* [The task]: Each line in the entries below that holds the string "executor" must be copied.

Stored data:
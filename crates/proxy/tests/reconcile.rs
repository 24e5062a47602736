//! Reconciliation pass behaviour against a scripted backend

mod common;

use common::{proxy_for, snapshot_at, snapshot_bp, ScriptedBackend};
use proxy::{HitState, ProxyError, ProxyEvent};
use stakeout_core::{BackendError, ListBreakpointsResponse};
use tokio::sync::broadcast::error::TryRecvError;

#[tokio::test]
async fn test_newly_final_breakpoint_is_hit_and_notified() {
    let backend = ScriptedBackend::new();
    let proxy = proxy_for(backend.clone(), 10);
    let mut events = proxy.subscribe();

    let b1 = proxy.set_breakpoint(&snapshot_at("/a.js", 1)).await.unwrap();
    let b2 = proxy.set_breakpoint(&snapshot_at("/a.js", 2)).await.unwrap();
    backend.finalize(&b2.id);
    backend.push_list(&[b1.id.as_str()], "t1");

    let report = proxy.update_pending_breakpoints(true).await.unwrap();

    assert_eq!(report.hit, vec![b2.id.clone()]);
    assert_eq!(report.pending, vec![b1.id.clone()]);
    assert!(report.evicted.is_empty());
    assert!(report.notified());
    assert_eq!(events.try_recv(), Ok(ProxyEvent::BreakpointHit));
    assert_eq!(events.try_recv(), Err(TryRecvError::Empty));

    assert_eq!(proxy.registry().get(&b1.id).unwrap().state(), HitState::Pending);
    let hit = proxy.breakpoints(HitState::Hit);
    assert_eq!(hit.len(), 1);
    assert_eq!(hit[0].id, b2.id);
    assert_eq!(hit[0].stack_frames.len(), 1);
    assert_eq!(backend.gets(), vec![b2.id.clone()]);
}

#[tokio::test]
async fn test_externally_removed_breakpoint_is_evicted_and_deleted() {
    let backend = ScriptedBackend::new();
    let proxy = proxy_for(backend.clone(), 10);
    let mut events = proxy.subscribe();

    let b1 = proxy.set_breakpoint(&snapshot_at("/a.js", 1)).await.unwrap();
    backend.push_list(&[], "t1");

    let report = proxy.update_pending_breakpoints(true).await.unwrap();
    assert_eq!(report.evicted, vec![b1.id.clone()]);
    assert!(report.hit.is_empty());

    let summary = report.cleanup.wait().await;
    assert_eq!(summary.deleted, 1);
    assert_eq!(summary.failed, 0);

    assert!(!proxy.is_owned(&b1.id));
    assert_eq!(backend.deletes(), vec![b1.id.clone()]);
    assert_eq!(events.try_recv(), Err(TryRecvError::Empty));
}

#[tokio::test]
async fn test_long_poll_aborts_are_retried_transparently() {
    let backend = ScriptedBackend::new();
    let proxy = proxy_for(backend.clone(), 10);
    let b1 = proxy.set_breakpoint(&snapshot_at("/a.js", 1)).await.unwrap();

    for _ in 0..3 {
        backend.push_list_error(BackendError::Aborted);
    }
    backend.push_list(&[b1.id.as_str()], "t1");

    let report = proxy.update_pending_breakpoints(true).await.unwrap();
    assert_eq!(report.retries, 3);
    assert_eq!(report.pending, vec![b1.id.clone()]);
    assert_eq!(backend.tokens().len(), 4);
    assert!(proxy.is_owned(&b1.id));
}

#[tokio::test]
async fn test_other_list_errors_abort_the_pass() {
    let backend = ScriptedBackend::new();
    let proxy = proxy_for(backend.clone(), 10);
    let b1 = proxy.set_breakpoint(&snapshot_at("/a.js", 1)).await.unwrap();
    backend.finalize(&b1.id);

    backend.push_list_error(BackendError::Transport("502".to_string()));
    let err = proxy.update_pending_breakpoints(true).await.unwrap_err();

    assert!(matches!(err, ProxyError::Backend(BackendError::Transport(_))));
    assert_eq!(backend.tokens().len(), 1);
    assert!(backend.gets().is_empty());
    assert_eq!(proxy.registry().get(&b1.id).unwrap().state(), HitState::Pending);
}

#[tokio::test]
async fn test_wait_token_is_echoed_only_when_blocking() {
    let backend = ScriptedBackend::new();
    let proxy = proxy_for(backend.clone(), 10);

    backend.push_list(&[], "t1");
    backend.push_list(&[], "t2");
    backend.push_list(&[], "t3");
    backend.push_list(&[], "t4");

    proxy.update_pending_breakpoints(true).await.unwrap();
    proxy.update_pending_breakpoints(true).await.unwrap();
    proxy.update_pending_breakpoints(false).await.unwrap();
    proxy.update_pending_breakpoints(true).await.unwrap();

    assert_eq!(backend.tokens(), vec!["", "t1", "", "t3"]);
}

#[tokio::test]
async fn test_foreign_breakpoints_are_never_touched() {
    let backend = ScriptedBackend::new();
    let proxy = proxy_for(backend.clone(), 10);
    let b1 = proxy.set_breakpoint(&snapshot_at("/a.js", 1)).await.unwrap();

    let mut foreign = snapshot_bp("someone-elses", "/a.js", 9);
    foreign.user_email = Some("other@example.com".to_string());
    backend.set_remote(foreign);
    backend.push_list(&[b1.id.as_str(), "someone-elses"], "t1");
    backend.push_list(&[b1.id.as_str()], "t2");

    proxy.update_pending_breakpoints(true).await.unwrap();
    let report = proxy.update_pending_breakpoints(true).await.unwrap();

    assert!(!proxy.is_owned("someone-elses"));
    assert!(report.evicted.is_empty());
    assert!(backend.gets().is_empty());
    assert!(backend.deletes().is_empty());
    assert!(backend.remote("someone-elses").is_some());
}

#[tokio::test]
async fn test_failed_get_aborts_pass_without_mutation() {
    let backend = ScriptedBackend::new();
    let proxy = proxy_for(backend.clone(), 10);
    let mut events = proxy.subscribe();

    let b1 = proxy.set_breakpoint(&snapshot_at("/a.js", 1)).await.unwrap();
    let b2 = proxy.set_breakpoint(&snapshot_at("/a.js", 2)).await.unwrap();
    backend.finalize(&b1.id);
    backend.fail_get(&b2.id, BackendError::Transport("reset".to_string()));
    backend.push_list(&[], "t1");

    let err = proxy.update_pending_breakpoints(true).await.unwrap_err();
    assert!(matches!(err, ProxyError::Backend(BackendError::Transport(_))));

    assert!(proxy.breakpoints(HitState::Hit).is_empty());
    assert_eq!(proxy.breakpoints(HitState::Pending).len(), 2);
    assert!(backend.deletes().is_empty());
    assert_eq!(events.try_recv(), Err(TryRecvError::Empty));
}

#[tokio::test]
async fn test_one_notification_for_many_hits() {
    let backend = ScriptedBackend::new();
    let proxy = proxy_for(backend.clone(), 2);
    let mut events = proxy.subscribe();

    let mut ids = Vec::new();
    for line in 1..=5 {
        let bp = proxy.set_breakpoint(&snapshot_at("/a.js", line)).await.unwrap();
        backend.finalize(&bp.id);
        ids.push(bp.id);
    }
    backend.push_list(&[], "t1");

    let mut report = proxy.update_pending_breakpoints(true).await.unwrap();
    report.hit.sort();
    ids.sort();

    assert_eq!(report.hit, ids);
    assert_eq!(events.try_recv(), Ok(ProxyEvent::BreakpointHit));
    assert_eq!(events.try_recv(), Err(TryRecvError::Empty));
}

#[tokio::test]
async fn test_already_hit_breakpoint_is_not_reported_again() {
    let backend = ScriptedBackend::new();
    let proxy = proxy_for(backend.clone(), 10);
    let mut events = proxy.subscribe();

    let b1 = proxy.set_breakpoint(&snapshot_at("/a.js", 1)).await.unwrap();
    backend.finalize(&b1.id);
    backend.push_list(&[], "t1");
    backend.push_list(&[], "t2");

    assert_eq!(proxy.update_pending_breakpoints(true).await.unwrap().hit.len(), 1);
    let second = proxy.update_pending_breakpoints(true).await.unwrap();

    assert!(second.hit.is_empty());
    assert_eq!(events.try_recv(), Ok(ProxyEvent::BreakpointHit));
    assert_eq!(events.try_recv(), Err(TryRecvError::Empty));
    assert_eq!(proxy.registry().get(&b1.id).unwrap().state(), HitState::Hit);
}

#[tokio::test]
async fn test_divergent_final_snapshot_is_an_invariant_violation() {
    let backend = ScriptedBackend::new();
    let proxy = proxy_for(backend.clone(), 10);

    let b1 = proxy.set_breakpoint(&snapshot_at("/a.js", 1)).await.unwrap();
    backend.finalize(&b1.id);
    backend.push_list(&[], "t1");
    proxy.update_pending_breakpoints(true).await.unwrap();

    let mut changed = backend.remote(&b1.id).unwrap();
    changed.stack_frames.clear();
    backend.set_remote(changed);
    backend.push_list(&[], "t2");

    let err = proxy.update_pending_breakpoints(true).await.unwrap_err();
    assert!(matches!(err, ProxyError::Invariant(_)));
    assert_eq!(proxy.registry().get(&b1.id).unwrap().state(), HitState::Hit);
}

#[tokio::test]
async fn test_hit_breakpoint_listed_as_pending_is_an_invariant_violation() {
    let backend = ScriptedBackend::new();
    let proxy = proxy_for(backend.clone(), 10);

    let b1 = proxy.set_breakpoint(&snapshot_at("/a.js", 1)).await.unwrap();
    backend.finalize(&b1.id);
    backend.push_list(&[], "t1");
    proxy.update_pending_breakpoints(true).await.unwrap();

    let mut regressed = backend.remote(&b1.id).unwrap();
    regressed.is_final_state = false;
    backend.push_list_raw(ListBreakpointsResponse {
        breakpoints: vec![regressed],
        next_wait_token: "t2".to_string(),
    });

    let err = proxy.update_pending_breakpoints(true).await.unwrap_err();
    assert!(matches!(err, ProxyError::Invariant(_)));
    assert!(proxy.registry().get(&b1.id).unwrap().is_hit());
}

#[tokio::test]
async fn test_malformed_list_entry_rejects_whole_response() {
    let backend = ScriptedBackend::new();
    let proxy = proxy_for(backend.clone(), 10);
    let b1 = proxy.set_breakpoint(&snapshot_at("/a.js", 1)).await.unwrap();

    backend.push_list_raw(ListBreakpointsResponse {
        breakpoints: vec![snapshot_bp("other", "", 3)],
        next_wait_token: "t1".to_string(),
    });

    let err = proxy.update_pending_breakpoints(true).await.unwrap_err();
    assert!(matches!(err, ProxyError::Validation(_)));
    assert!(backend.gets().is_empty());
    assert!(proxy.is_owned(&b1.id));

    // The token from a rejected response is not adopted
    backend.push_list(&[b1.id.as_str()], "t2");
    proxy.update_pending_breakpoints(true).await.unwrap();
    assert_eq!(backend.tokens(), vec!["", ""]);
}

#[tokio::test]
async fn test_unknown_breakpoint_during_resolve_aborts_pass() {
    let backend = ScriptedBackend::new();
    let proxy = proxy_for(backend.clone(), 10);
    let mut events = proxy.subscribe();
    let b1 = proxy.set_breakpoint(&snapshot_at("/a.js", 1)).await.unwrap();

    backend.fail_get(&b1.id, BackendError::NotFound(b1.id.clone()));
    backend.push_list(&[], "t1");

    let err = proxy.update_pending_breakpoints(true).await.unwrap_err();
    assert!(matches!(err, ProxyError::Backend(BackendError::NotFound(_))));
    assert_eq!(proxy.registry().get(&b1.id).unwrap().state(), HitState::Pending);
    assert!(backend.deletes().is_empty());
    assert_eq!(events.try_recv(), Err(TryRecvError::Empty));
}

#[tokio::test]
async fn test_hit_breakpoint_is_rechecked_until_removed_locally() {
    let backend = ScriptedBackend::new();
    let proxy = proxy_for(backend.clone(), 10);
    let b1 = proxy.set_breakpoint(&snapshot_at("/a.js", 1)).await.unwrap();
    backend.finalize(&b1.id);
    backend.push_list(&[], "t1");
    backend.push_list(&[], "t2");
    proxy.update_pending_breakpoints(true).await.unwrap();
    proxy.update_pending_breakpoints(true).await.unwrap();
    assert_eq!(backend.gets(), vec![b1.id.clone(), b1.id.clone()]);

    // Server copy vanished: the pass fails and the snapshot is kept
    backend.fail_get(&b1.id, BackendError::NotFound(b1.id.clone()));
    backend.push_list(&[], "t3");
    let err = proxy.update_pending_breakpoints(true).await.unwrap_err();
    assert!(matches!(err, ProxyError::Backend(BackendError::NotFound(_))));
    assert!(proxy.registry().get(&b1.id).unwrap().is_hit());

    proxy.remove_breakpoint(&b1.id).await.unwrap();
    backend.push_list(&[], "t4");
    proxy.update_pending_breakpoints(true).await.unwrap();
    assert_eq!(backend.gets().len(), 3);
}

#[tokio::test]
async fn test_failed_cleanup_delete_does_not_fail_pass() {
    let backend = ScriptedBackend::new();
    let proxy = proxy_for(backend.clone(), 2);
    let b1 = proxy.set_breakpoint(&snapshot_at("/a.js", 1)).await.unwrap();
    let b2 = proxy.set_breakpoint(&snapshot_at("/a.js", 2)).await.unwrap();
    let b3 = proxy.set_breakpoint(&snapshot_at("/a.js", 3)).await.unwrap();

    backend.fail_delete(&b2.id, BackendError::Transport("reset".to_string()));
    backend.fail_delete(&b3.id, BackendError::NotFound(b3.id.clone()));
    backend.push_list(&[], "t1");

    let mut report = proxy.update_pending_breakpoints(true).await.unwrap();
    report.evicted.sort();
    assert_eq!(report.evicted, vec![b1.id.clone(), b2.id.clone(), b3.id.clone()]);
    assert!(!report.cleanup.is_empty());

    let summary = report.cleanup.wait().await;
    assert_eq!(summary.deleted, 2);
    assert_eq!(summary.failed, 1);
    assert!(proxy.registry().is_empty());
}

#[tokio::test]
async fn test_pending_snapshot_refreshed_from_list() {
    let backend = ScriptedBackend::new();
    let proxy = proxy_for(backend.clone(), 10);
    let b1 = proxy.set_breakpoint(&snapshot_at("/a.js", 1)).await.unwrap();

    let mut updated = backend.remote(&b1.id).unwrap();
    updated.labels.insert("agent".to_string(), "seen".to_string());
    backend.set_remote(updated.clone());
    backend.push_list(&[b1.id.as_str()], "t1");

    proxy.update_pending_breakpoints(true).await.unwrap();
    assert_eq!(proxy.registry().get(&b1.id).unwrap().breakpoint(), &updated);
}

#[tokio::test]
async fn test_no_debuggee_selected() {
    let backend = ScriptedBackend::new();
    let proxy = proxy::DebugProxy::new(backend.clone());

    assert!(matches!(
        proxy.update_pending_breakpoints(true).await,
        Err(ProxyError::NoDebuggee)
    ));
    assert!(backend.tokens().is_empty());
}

==

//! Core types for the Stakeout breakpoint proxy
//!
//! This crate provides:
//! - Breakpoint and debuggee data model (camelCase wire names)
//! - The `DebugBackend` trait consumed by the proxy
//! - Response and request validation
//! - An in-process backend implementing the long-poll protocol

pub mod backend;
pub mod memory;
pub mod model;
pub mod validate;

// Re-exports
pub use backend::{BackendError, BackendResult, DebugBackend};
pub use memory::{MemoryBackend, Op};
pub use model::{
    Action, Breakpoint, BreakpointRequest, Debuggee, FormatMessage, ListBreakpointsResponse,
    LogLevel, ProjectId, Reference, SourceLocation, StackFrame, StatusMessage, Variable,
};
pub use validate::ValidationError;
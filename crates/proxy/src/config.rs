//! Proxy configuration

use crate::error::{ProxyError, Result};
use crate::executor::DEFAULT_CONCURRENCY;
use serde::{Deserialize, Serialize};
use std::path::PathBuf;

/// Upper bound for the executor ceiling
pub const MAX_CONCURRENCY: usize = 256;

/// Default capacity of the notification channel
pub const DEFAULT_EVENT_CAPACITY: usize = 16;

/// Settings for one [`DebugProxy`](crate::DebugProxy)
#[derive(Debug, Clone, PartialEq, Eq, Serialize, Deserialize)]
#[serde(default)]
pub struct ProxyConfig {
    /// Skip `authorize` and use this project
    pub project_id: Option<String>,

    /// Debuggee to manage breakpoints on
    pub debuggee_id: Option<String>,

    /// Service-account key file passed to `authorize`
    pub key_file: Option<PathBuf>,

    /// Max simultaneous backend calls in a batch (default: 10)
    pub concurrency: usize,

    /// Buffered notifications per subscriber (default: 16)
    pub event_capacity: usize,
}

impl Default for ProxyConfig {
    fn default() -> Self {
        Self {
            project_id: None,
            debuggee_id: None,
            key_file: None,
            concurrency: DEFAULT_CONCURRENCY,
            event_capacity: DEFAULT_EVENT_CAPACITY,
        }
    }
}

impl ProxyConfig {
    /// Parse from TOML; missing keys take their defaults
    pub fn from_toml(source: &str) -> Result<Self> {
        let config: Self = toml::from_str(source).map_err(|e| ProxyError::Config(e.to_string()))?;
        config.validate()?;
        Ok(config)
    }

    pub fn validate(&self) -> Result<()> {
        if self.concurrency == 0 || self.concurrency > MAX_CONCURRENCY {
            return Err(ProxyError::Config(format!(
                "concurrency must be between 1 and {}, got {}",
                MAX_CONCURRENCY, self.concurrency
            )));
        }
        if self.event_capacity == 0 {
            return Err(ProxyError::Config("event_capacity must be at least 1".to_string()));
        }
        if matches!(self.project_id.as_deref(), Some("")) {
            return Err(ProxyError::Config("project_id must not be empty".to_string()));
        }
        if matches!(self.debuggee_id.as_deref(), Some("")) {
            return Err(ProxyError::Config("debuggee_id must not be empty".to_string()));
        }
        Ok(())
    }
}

* [Task response]:
use crate::executor::DEFAULT_CONCURRENCY;
/// Upper bound for the executor ceiling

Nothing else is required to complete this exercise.